Activity: Pull out every line of the listing below where "SwapResponse" appears.

# # # # # # #

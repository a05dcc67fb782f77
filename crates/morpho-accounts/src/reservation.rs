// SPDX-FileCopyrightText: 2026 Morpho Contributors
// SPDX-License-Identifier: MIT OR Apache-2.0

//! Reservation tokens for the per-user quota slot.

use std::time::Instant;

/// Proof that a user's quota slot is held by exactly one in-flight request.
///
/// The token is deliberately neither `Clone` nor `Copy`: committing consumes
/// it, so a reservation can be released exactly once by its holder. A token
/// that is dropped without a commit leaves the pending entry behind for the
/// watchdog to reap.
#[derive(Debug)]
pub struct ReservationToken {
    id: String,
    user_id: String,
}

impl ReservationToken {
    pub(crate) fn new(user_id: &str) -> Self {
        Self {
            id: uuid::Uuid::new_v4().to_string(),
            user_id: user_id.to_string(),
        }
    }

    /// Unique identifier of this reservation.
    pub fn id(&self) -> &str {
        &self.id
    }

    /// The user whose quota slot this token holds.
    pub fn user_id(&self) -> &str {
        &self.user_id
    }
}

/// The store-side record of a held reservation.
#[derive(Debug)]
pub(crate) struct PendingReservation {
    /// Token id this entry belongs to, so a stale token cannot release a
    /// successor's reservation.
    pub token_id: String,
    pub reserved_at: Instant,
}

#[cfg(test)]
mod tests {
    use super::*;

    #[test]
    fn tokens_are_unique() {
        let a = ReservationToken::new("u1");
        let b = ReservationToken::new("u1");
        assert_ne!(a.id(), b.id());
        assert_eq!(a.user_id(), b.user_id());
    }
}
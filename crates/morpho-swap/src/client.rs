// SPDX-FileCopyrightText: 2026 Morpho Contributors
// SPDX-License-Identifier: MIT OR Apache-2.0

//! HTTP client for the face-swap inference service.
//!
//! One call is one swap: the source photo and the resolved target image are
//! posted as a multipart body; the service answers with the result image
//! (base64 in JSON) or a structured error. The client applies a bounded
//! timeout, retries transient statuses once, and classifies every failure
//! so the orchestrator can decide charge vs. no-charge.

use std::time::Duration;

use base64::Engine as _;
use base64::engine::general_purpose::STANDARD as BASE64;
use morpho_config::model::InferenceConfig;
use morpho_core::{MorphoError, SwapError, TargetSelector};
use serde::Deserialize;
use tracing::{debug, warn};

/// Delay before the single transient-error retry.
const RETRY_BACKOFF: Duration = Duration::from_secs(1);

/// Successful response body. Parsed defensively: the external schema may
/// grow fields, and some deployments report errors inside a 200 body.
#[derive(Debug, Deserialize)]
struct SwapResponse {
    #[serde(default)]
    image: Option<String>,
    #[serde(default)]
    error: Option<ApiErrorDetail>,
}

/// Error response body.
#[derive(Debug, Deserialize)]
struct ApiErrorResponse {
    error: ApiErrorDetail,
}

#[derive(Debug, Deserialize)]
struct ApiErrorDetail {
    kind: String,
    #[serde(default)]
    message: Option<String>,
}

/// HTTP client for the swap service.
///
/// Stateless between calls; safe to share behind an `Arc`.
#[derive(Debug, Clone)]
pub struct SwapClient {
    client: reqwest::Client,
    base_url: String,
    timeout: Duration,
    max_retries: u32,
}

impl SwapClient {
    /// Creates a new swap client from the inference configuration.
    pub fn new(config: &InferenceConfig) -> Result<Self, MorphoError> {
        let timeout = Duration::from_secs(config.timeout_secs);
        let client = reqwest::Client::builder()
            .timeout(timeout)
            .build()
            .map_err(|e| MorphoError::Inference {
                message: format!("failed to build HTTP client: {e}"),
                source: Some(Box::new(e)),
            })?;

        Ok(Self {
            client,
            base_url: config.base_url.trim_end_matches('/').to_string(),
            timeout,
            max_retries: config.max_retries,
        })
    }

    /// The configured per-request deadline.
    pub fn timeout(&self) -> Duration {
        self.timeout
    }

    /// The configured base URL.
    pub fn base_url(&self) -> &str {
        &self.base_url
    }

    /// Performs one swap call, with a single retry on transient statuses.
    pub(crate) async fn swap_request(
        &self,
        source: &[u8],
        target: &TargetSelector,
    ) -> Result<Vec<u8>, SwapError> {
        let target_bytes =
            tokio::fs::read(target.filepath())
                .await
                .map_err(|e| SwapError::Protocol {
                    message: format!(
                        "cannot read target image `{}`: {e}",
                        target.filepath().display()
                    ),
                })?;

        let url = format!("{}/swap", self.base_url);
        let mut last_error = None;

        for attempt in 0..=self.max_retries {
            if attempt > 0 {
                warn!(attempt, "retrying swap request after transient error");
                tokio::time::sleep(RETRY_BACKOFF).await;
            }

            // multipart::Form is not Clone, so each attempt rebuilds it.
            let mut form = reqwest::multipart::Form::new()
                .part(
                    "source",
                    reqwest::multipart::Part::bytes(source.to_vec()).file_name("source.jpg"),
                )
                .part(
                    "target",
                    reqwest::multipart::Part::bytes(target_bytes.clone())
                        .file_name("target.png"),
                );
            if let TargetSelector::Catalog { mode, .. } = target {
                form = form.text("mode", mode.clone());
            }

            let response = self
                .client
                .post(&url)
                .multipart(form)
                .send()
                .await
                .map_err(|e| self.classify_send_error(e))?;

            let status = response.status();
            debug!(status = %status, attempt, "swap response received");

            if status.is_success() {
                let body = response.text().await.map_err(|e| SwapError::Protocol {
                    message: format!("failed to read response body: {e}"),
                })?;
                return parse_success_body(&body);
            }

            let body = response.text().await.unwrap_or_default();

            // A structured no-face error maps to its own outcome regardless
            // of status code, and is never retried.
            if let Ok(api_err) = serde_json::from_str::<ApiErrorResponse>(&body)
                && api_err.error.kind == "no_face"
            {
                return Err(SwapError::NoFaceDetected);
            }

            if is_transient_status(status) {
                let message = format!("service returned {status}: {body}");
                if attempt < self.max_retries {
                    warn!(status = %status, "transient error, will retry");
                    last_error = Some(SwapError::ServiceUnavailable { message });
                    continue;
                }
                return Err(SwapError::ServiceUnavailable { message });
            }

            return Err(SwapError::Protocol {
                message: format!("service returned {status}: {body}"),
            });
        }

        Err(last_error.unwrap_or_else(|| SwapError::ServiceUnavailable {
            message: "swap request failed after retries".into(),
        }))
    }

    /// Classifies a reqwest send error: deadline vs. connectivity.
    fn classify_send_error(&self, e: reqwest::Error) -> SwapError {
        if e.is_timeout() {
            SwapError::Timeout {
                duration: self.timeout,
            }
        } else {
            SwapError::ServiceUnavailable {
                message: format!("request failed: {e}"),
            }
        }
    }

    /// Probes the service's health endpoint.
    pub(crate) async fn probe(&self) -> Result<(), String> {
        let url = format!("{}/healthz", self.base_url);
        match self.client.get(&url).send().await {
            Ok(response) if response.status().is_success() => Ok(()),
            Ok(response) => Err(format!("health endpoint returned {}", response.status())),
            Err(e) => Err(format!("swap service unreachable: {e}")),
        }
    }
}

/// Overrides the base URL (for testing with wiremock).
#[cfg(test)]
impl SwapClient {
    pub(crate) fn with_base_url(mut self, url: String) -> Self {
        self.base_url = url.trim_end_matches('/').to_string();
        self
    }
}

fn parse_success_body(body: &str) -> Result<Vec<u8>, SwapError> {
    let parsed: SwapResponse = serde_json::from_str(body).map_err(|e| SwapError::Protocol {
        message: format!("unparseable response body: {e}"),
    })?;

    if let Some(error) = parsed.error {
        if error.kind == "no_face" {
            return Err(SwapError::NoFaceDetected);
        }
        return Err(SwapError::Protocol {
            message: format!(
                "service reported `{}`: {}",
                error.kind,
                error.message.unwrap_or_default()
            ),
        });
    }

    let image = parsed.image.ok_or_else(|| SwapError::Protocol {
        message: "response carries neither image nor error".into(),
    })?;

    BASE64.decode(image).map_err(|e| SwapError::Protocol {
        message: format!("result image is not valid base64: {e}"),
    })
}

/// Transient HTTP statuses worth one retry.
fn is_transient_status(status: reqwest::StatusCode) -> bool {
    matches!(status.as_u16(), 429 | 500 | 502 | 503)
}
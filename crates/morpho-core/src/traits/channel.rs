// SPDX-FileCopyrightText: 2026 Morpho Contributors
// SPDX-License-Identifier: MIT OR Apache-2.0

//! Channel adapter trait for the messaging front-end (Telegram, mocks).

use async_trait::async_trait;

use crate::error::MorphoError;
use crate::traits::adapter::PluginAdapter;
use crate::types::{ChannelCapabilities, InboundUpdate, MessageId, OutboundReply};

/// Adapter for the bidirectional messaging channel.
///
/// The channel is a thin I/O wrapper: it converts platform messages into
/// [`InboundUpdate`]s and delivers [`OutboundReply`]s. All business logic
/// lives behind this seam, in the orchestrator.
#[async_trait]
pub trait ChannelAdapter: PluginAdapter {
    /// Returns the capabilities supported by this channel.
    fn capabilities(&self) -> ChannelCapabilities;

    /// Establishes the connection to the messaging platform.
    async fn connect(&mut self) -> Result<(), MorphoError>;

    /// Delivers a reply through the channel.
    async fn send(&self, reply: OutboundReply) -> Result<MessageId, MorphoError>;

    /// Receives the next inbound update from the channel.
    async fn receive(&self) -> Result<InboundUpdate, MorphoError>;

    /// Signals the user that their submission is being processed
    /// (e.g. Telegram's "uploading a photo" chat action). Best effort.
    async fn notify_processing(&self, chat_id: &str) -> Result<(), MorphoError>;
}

# # # # # # #

Finished task:
struct SwapResponse {
    let parsed: SwapResponse = serde_json::from_str(body).map_err(|e| SwapError::Protocol {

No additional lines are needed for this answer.